Okay, erfreulich, jetzt geht's mir etwas besser. Habe mir gerade das neueste Brillenglas eingebaut. Jetzt sieht das Ganze schon etwas besser aus. Nicht gut, aber besser.
Dieser Umstand alleine macht die anstehende Umschulung schon etwas eher schaffbar. Gibt aber auch noch andere Aspekte, die hilfreich sind oder sein könnten.

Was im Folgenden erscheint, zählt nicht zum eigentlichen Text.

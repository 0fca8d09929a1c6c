use anyhow::Context;
use ladcpcore::prelude::{StageError, StageResult};
use ladcpcore::record::{
    BottomTrack, FixedLeader, InstrumentRecord, RecordSource, VariableLeader, SENTINEL,
};
use log::debug;
use ndarray::{concatenate, Array2, Array3, Axis};
use serde::{Deserialize, Serialize};
use std::fs;
use std::path::{Path, PathBuf};

/// On-disk form of one instrument file. Missing values are written as the
/// instrument sentinel, never as NaN.
#[derive(Debug, Clone, Serialize, Deserialize)]
pub struct RecordFile {
    pub leader: FixedLeader,
    pub ensembles: Vec<VariableLeader>,
    pub velocity: Array3<f64>,
    pub correlation: Array3<f64>,
    pub echo_amplitude: Array3<f64>,
    pub percent_good: Array3<f64>,
    /// Ensemble × 4 beam ranges then east/north/vertical/error.
    #[serde(default)]
    pub bottom_track: Option<Array2<f64>>,
    pub clock_year: i32,
}

fn to_sentinel(v: f64) -> f64 {
    if v.is_nan() {
        SENTINEL
    } else {
        v
    }
}

impl RecordFile {
    pub fn from_record(record: &InstrumentRecord) -> Self {
        let bottom_track = record.bottom_track.as_ref().and_then(|bt| {
            concatenate(Axis(1), &[bt.ranges(), bt.velocity()])
                .ok()
                .map(|raw| raw.mapv(to_sentinel))
        });
        Self {
            leader: record.leader.clone(),
            ensembles: record.ensembles.clone(),
            velocity: record.velocity.mapv(to_sentinel),
            correlation: record.correlation.mapv(to_sentinel),
            echo_amplitude: record.echo_amplitude.mapv(to_sentinel),
            percent_good: record.percent_good.mapv(to_sentinel),
            bottom_track,
            clock_year: record.clock_year,
        }
    }

    /// Validates the channels and converts bottom-track sentinels.
    pub fn into_record(self) -> StageResult<InstrumentRecord> {
        let bottom_track = self.bottom_track.map(BottomTrack::from_raw).transpose()?;
        InstrumentRecord::new(
            self.leader,
            self.ensembles,
            self.velocity,
            self.correlation,
            self.echo_amplitude,
            self.percent_good,
            bottom_track,
            self.clock_year,
        )
    }

    pub fn write<P: AsRef<Path>>(&self, path: P) -> anyhow::Result<()> {
        let path = path.as_ref();
        let json = serde_json::to_string(self).context("serializing record file")?;
        fs::write(path, json).with_context(|| format!("writing record file {}", path.display()))
    }
}

/// One instrument's record read from JSON files, concatenated in order.
pub struct JsonRecordSource {
    name: String,
    paths: Vec<PathBuf>,
}

impl JsonRecordSource {
    pub fn new(name: impl Into<String>, paths: Vec<PathBuf>) -> Self {
        Self {
            name: name.into(),
            paths,
        }
    }

    fn read(path: &Path) -> StageResult<InstrumentRecord> {
        let contents = fs::read_to_string(path).map_err(|err| {
            StageError::SourceUnavailable(format!("{}: {}", path.display(), err))
        })?;
        let file: RecordFile = serde_json::from_str(&contents)
            .map_err(|err| StageError::InvalidInput(format!("{}: {}", path.display(), err)))?;
        file.into_record()
    }
}

impl RecordSource for JsonRecordSource {
    fn describe(&self) -> String {
        format!("{} ({} files)", self.name, self.paths.len())
    }

    fn load(&self) -> StageResult<InstrumentRecord> {
        if self.paths.is_empty() {
            return Err(StageError::SourceUnavailable(format!(
                "{}: no files configured",
                self.name
            )));
        }
        let parts = self
            .paths
            .iter()
            .map(|path| Self::read(path))
            .collect::<StageResult<Vec<_>>>()?;
        let mut record = InstrumentRecord::concatenate(parts)?;
        let masked = record.mask_sentinels();
        debug!("{}: {} sentinel samples masked", self.name, masked);
        Ok(record)
    }
}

Habe ja auch noch dieses Binokularpraktikum an der Berliner Hochschule für Technik anstehen, wobei ich da keine all zu große Hoffnung habe, dass bei der Refraktion was rauskommt, was mir nicht schon bekannt ist, oder meine Sehbelastung drastisch reduziert oder gar auf Null. Wenn doch, umso besser. Ich bin dafür sehr offen.

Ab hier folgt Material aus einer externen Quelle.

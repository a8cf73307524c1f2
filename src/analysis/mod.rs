//! Remote analysis service.
//!
//! Uploads health data and fetches the scores the service derives from it.

pub mod client;
pub mod entry;
pub mod types;

pub use client::AnalysisClient;
pub use entry::{HealthDataEntry, ValidationError};
pub use types::{AnalysisError, DerivedScores, FieldValue, HealthDataPayload, ScoreKind};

Für die Umschulung bekomme ich eine neue Reha-Managerin, aber meine bisherige Reha-Managerin bleibt mir zusätzlich als Ansprechpartnerin erhalten.
Bekomme für die Umschulung wohl tatsächlich einen speziellen Monitor und Tastatur zur Verfügung gestellt, beides gewissermaßen speziell für Menschen mit Sehbehinderung ausgelegt.

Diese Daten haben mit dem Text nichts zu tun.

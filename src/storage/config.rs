//! Application configuration.
//!
//! Stored as TOML under the platform data directory. A missing file yields
//! the defaults.

use std::path::{Path, PathBuf};

use serde::{Deserialize, Serialize};

use crate::cache::{InstallPolicy, ReferenceZone, DEFAULT_UTC_OFFSET_MINUTES};

/// Which biometric source to read from.
#[derive(Debug, Clone, Copy, PartialEq, Eq, Default, Serialize, Deserialize)]
#[serde(rename_all = "lowercase")]
pub enum SourceKind {
    /// Deterministic demo records (default)
    #[default]
    Mock,
    /// Platform health store
    Device,
}

impl std::fmt::Display for SourceKind {
    fn fmt(&self, f: &mut std::fmt::Formatter<'_>) -> std::fmt::Result {
        match self {
            SourceKind::Mock => write!(f, "mock"),
            SourceKind::Device => write!(f, "device"),
        }
    }
}

/// Application configuration.
#[derive(Debug, Clone, Default, PartialEq, Serialize, Deserialize)]
#[serde(default)]
pub struct AppConfig {
    /// Biometric source settings
    pub source: SourceSettings,
    /// Analysis service settings
    pub analysis: AnalysisSettings,
    /// Score cache settings
    pub cache: CacheSettings,
    /// Logging settings
    pub logging: LoggingSettings,
}

/// Biometric source settings.
#[derive(Debug, Clone, PartialEq, Serialize, Deserialize)]
#[serde(default)]
pub struct SourceSettings {
    pub kind: SourceKind,
    /// JSON sample export read by the device source
    pub samples_path: Option<PathBuf>,
    /// User id sent with uploads
    pub user_id: String,
}

impl Default for SourceSettings {
    fn default() -> Self {
        Self {
            kind: SourceKind::Mock,
            samples_path: None,
            user_id: "user_001".to_string(),
        }
    }
}

/// Analysis service settings.
#[derive(Debug, Clone, PartialEq, Serialize, Deserialize)]
#[serde(default)]
pub struct AnalysisSettings {
    /// Service base URL
    pub base_url: String,
    /// Request timeout in seconds
    pub timeout_secs: u64,
}

impl Default for AnalysisSettings {
    fn default() -> Self {
        Self {
            base_url: "http://localhost:8000".to_string(),
            timeout_secs: 30,
        }
    }
}

/// Score cache settings.
#[derive(Debug, Clone, PartialEq, Serialize, Deserialize)]
#[serde(default)]
pub struct CacheSettings {
    /// Offset of the reference timezone from UTC, in minutes
    pub utc_offset_minutes: i32,
    pub install_policy: InstallPolicy,
}

impl Default for CacheSettings {
    fn default() -> Self {
        Self {
            utc_offset_minutes: DEFAULT_UTC_OFFSET_MINUTES,
            install_policy: InstallPolicy::default(),
        }
    }
}

impl CacheSettings {
    pub fn reference_zone(&self) -> ReferenceZone {
        ReferenceZone::from_offset_minutes(self.utc_offset_minutes)
    }
}

/// Logging settings.
#[derive(Debug, Clone, PartialEq, Serialize, Deserialize)]
#[serde(default)]
pub struct LoggingSettings {
    /// Filter directive used when `RUST_LOG` is unset
    pub level: String,
}

impl Default for LoggingSettings {
    fn default() -> Self {
        Self {
            level: "info".to_string(),
        }
    }
}

/// Get the application data directory.
pub fn get_data_dir() -> PathBuf {
    directories::ProjectDirs::from("com", "bioscope", "Bioscope")
        .map(|dirs| dirs.data_dir().to_path_buf())
        .unwrap_or_else(|| PathBuf::from("."))
}

/// Get the configuration file path.
pub fn get_config_path() -> PathBuf {
    get_data_dir().join("config.toml")
}

/// Load application configuration from the default location.
pub fn load_config() -> Result<AppConfig, ConfigError> {
    load_from(&get_config_path())
}

/// Load application configuration from `path`.
pub fn load_from(path: &Path) -> Result<AppConfig, ConfigError> {
    if !path.exists() {
        tracing::debug!("No config at {}, using defaults", path.display());
        return Ok(AppConfig::default());
    }

    let content = std::fs::read_to_string(path).map_err(|e| ConfigError::IoError(e.to_string()))?;

    toml::from_str(&content).map_err(|e| ConfigError::ParseError(e.to_string()))
}

/// Save application configuration to the default location.
pub fn save_config(config: &AppConfig) -> Result<(), ConfigError> {
    save_to(config, &get_config_path())
}

/// Save application configuration to `path`.
pub fn save_to(config: &AppConfig, path: &Path) -> Result<(), ConfigError> {
    if let Some(parent) = path.parent() {
        std::fs::create_dir_all(parent).map_err(|e| ConfigError::IoError(e.to_string()))?;
    }

    let content =
        toml::to_string_pretty(config).map_err(|e| ConfigError::SerializeError(e.to_string()))?;

    std::fs::write(path, content).map_err(|e| ConfigError::IoError(e.to_string()))?;

    Ok(())
}

/// Configuration errors.
#[derive(Debug, thiserror::Error)]
pub enum ConfigError {
    #[error("IO error: {0}")]
    IoError(String),

    #[error("Parse error: {0}")]
    ParseError(String),

    #[error("Serialize error: {0}")]
    SerializeError(String),
}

Weiß nicht, ob es irgendwie automatisch berücksichtigt wird, da ich es ja bereits angesprochen habe, aber auch wenn nicht, ein Platz in der zweiten Reihe von vorne im Raum sollte möglich sein, und wäre mir auch sehr hilfreich. Letzte Reihe, und ich sehe eben "gar nichts".
Ein Vorteil ist auch, dass es mir nicht vollkommen fremd ist, mit Gesetzestexten zu arbeiten.
Hilfreich wäre natürlich auch, wenn meine private Haushaltsführung, Finanzen und sonstige Dinge privater Natur bald mehr geordnet wären.
Und nicht zuletzt befasse ich mich ja wegen des aktuellen Projektauftrages recht intensiv mit dem Thema "Lerntechniken". Recht interessant und in gewisser Weise eine Goldgrube.
Nicht zu unterschätzen dann natürlich auch, wie sich die neue Ausbildungsgruppe von etwa 25 Personen zusammensetzen wird. Bei manchen Gruppen bzw. Konstellationen kann ein recht angenehmes und produktives Lernen erfolgen, in anderen Fällen wiederum ist es recht zäh. Da gibt's durchaus Unterschiede. Ich bin gespannt.